Was mir nun an dieser Liste auffällt - dort also wo ich nach Erkenntnissen suche - ist dass nur der Strassen-, Schiess- und der Bahnlärm wirklich gesetzlich geregelt sind. Davon wird für die Quartierstrasse (berechtigterweise) nichts gemacht – diese ist auch an der letzten Stelle auf meiner Liste. Der Schiesslärm ist zwar geregelt, wegen der Art und Weise wie er entsteht, nützt dies für meinen konkreten Wohnort jedoch nichts. Es bleibt der Bahnlärm: Dort werden von behördlicher Seite (obwohl schon sehr viel gemacht wurde) stets weitere Massnahmen gefordert. Die Hauptlärmquellen: Das Einfamilienhausquartier, die Kirchen, die Veranstaltungen und die Privatflugzeuge werden hingegen alle toleriert… Die Beobachtung, welche mir auffällt, ist, kurz formuliert: Nicht das was stört, wird reglementiert, sondern das, was nicht stört, beziehungsweise genau dort, wo bereits viel gemacht wurde.
Diese Inkonsequenz oder Doppelmoral macht mich betroffen. Hier sind also Erkenntnisse verborgen. Hier hat es eine Lektion. Nochmals: Jemand anders würde diese Situation unter Umständen anders bewerten, aber dies spielt keine Rolle, denn es ist ja eine Lektion für mich. Andere haben ihre eigenen Lektionen. Aber was ist nun die Lektion für mich?

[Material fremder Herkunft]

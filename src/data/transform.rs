#[cfg(feature = "serde1")]
use serde::{Deserialize, Serialize};

use crate::error::{Error, Result};
use nalgebra::{DMatrix, DVector, SymmetricEigen};

/// How a transform is fitted to a batch when none is supplied
#[derive(Debug, Clone, Copy, PartialEq, Eq, Default)]
#[cfg_attr(feature = "serde1", derive(Serialize, Deserialize))]
#[cfg_attr(feature = "serde1", serde(rename_all = "lowercase"))]
pub enum TransformKind {
    /// [`AffineTransform::whitening`]
    #[default]
    Whitening,
    /// [`AffineTransform::standardization`]
    Standardization,
}

impl TransformKind {
    pub fn fit(self, xs: &[DVector<f64>]) -> Result<AffineTransform> {
        match self {
            TransformKind::Whitening => AffineTransform::whitening(xs),
            TransformKind::Standardization => AffineTransform::standardization(xs),
        }
    }
}

/// An invertible affine map z = W(x − shift)
///
/// Used to whiten or standardize inputs and targets before they reach the
/// experts, and to map predictions back.
///
/// # Example
///
/// ```
/// use nalgebra::DVector;
/// use dpmoe::data::AffineTransform;
///
/// let xs: Vec<DVector<f64>> = (0..100)
///     .map(|i| DVector::from_row_slice(&[i as f64, 3.0 * (i % 7) as f64]))
///     .collect();
///
/// let t = AffineTransform::whitening(&xs).unwrap();
/// let x = &xs[42];
/// let back = t.inverse_transform(&t.transform(x));
/// assert!((back - x).norm() < 1e-9);
/// ```
#[derive(Debug, Clone, PartialEq)]
#[cfg_attr(feature = "serde1", derive(Serialize, Deserialize))]
#[cfg_attr(feature = "serde1", serde(rename_all = "snake_case"))]
pub struct AffineTransform {
    shift: DVector<f64>,
    matrix: DMatrix<f64>,
    inverse: DMatrix<f64>,
    ln_abs_det: f64,
}

impl AffineTransform {
    /// Create a transform from a shift and an invertible square matrix
    pub fn new(shift: DVector<f64>, matrix: DMatrix<f64>) -> Result<Self> {
        if !matrix.is_square() {
            return Err(Error::DimensionMismatch {
                what: "transform matrix columns",
                expected: matrix.nrows(),
                found: matrix.ncols(),
            });
        }
        if matrix.nrows() != shift.len() {
            return Err(Error::DimensionMismatch {
                what: "transform shift",
                expected: matrix.nrows(),
                found: shift.len(),
            });
        }
        let det = matrix.determinant();
        let inverse = matrix.clone().try_inverse();
        match inverse {
            Some(inverse) if det.is_finite() && det != 0.0 => Ok(AffineTransform {
                shift,
                matrix,
                inverse,
                ln_abs_det: det.abs().ln(),
            }),
            _ => Err(Error::Degenerate {
                what: "singular transform matrix",
            }),
        }
    }

    /// The identity map in `ndims` dimensions
    pub fn identity(ndims: usize) -> Self {
        AffineTransform {
            shift: DVector::zeros(ndims),
            matrix: DMatrix::identity(ndims, ndims),
            inverse: DMatrix::identity(ndims, ndims),
            ln_abs_det: 0.0,
        }
    }

    /// PCA whitening: the transformed data has zero mean and identity
    /// covariance
    pub fn whitening(xs: &[DVector<f64>]) -> Result<Self> {
        let (mean, cov) = moments(xs)?;
        let eigen = SymmetricEigen::new(cov);
        let max_eig = eigen.eigenvalues.max();
        if eigen
            .eigenvalues
            .iter()
            .any(|&e| !(e > 1e-12 * max_eig.max(1.0)))
        {
            return Err(Error::Degenerate {
                what: "data covariance is singular",
            });
        }
        let scale = DMatrix::from_diagonal(&eigen.eigenvalues.map(|e| e.sqrt().recip()));
        AffineTransform::new(mean, scale * eigen.eigenvectors.transpose())
    }

    /// Per-dimension standardization to zero mean and unit variance
    pub fn standardization(xs: &[DVector<f64>]) -> Result<Self> {
        let (mean, cov) = moments(xs)?;
        let diag = cov.diagonal();
        if diag.iter().any(|&v| !(v > 0.0)) {
            return Err(Error::Degenerate {
                what: "a dimension has zero variance",
            });
        }
        AffineTransform::new(
            mean,
            DMatrix::from_diagonal(&diag.map(|v| v.sqrt().recip())),
        )
    }

    /// Get the number of dimensions
    #[inline]
    pub fn ndims(&self) -> usize {
        self.shift.len()
    }

    /// Get the shift
    #[inline]
    pub fn shift(&self) -> &DVector<f64> {
        &self.shift
    }

    /// Get the matrix, W
    #[inline]
    pub fn matrix(&self) -> &DMatrix<f64> {
        &self.matrix
    }

    /// ln|det W|
    #[inline]
    pub fn ln_abs_det(&self) -> f64 {
        self.ln_abs_det
    }

    /// z = W(x − shift)
    pub fn transform(&self, x: &DVector<f64>) -> DVector<f64> {
        &self.matrix * (x - &self.shift)
    }

    /// x = W⁻¹z + shift
    pub fn inverse_transform(&self, z: &DVector<f64>) -> DVector<f64> {
        &self.inverse * z + &self.shift
    }

    /// Map a covariance in transformed space back, W⁻¹ C W⁻ᵀ
    pub fn inverse_covariance(&self, cov: &DMatrix<f64>) -> DMatrix<f64> {
        &self.inverse * cov * self.inverse.transpose()
    }

    /// Check that `x` lives in the space of this transform
    pub(crate) fn check(&self, x: &DVector<f64>, what: &'static str) -> Result<()> {
        if x.len() == self.ndims() {
            Ok(())
        } else {
            Err(Error::DimensionMismatch {
                what,
                expected: self.ndims(),
                found: x.len(),
            })
        }
    }
}

/// Sample mean and (maximum-likelihood) covariance
fn moments(xs: &[DVector<f64>]) -> Result<(DVector<f64>, DMatrix<f64>)> {
    if xs.len() < 2 {
        return Err(Error::Degenerate {
            what: "at least two points are needed to fit a transform",
        });
    }
    let d = xs[0].len();
    if let Some(x) = xs.iter().find(|x| x.len() != d) {
        return Err(Error::DimensionMismatch {
            what: "transform data",
            expected: d,
            found: x.len(),
        });
    }
    let n = xs.len() as f64;
    let mean = xs.iter().fold(DVector::zeros(d), |acc, x| acc + x) / n;
    let cov = xs.iter().fold(DMatrix::zeros(d, d), |acc, x| {
        let z = x - &mean;
        acc + &z * z.transpose()
    }) / n;
    Ok((mean, cov))
}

Ich beobachte weiter: Wenn ich nicht nur den Lärm anschaue, sondern zusätzlich berücksichtige wie viele Personen ihn verursachen und wie viele davon betroffen sind, also gewissermassen einen Lärmfussabdruck abschätze, dann ist die Reihenfolge der Störwirkung pro Verursacher an meinem Wohnort die folgende: 1) Privatflugzeuge 2) Kirchen 3) Einfamilienhäuser 4) Militär und Schiessen 5) Veranstaltungen 6) Strasse 7) Bahn. So gesehen ist die Inkonsequenz oder die Doppelmoral sogar noch deutlicher: Wenn einzelne wenige Personen viele andere stark stören, macht dies nichts. Wenn hingegen viele Personen einige wenig stören, dann ist dies ein Problem und muss reglementiert werden. Die Einzelnen haben also mehr Rechte als die Vielen.
Nehmen wir noch eine zweite Beobachtung hinzu: Seelische Energie fliesst zu dem, worauf die Aufmerksamkeit gerichtet ist. Dies heisst also, es hat einzelne wenige Menschen, die ein besonderes Bedürfnis nach der seelischen Energie der anderen haben, dies aber nicht unterbunden wird. Hingegen wird das Analoge bei der Masse zurückgedämmt, welche kaum Energie von anderen anzapfen darf. Die einzelnen Personen mit einem grossen Lärmfussabdruck sind oft solche, welche gleichzeitig viel Macht besitzen. Es sind als Tendenz oft die Mächtigen die eher in Einfamilienhäusern wohnen, in Privatflugzeugen fliegen oder mit traditionell mächtigen Institutionen wie der Kirche verbandelt sind. Es geht also nicht um Lärmschutz, sondern darum, dass einzelne Wenige immer noch lärmig sein können und auf diese Art immer noch seelische Energie anderer anziehen, während dies aber bei der Masse unterbunden wird. Mit ihrer Macht können sie ihre Energiequelle aufrechterhalten.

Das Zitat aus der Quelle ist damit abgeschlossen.